The Health Science Center is officially designated by the U.S. Department of Education as an Hispanic Serving Institution, based upon its undergraduate Hispanic enrollment, and provides extensive outreach programs to attract minority students to health and science careers.
The new fall figures also reveal that nearly 1,500 of the university’s students are women. The female enrollment of 58.4 percent held steady from 1999-2000, when the total was 58.6 percent. In the Medical School, 419 of the 824 students (50.8 percent) training to be physicians are female.
Final enrollment statistics, which are submitted annually to the Texas Higher Education Coordinating Board, generally are not available until November or December.
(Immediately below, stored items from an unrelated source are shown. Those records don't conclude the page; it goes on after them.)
use serde::{Deserialize, Serialize};

use crate::models::client::{DeviceInfo, Role};
use crate::models::pairing::{MatchResult, PairingStatusReport, UserPairingOverview};

/// Numeric error codes carried in `error` frames.
pub mod codes {
    pub const BAD_REQUEST: u32 = 40001;
    pub const AUTH_FAILED: u32 = 40102;
    pub const PERMISSION_DENIED: u32 = 40301;
    pub const NOT_FOUND: u32 = 40401;
    pub const CONFLICT: u32 = 40901;
    pub const COMPLIANCE_REJECTED: u32 = 42201;
    pub const INTERNAL_ERROR: u32 = 50001;
    pub const SERVICE_UNAVAILABLE: u32 = 50301;
}

/// Frames a client may send.
#[derive(Debug, Clone, Deserialize)]
#[serde(tag = "type", rename_all = "snake_case")]
pub enum ClientMessage {
    RequestPairing {
        role: String,
        #[serde(default)]
        device_info: DeviceInfo,
        #[serde(default)]
        force: bool,
    },
    CancelPairing {
        role: Role,
    },
    PairingStatus {
        #[serde(default)]
        role: Option<Role>,
    },
    Apdu {
        session_id: String,
        /// Hex encoded APDU bytes.
        apdu: String,
    },
    EndSession {
        session_id: String,
    },
    Heartbeat,
}

/// Frames the server pushes to a client.
#[derive(Debug, Clone, Serialize)]
#[serde(tag = "type", rename_all = "snake_case")]
pub enum ServerMessage {
    Connected {
        client_id: String,
    },
    PairingResult(MatchResult),
    PairingStatus(PairingStatusReport),
    PairingOverview(UserPairingOverview),
    SessionEstablished {
        session_id: String,
        peer_client_id: String,
        peer_role: Role,
    },
    SessionFailed {
        reason: String,
    },
    /// A command travelling toward the card.
    ApduToCard {
        session_id: String,
        sequence: u64,
        apdu: String,
    },
    /// A response travelling toward the POS.
    ApduFromCard {
        session_id: String,
        sequence: u64,
        apdu: String,
    },
    RelayAck {
        session_id: String,
        sequence: u64,
    },
    SessionTerminated {
        session_id: String,
        reason: String,
    },
    PeerDisconnected {
        session_id: String,
    },
    Error {
        code: u32,
        message: String,
    },
    HeartbeatResponse {
        timestamp: i64,
    },
}

#[cfg(test)]
mod tests {
    use super::*;

    #[test]
    fn client_messages_are_tagged_by_type() {
        let msg: ClientMessage = sonic_rs::from_str(
            r#"{"type":"apdu","session_id":"pair_1","apdu":"00A40400"}"#,
        )
        .unwrap();
        assert!(matches!(msg, ClientMessage::Apdu { ref apdu, .. } if apdu == "00A40400"));

        let msg: ClientMessage =
            sonic_rs::from_str(r#"{"type":"request_pairing","role":"card-end"}"#).unwrap();
        assert!(matches!(msg, ClientMessage::RequestPairing { force: false, .. }));

        assert!(sonic_rs::from_str::<ClientMessage>(r#"{"type":"launch"}"#).is_err());
    }

    #[test]
    fn server_messages_carry_snake_case_tag() {
        let json = sonic_rs::to_string(&ServerMessage::SessionTerminated {
            session_id: "pair_1".into(),
            reason: "inactive_timeout".into(),
        })
        .unwrap();
        assert!(json.contains(r#""type":"session_terminated""#));
    }
}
The university’s overall enrollment of 2,550 is nearly the same as the last academic year, as are the figures by school. The Fall 2000 preliminary totals are: Graduate School of Biomedical Sciences, 275; Dental School, 402; School of Allied Health Sciences, 479; School of Nursing, 570; and Medical School, 824.
Students in minority groups total 1,067, or 41.8 percent of the Health Science Center enrollment, compared to 946 minority students (37.2 percent) a year ago. The Hispanic enrollment jumped 2.5 percent over Fall 1999.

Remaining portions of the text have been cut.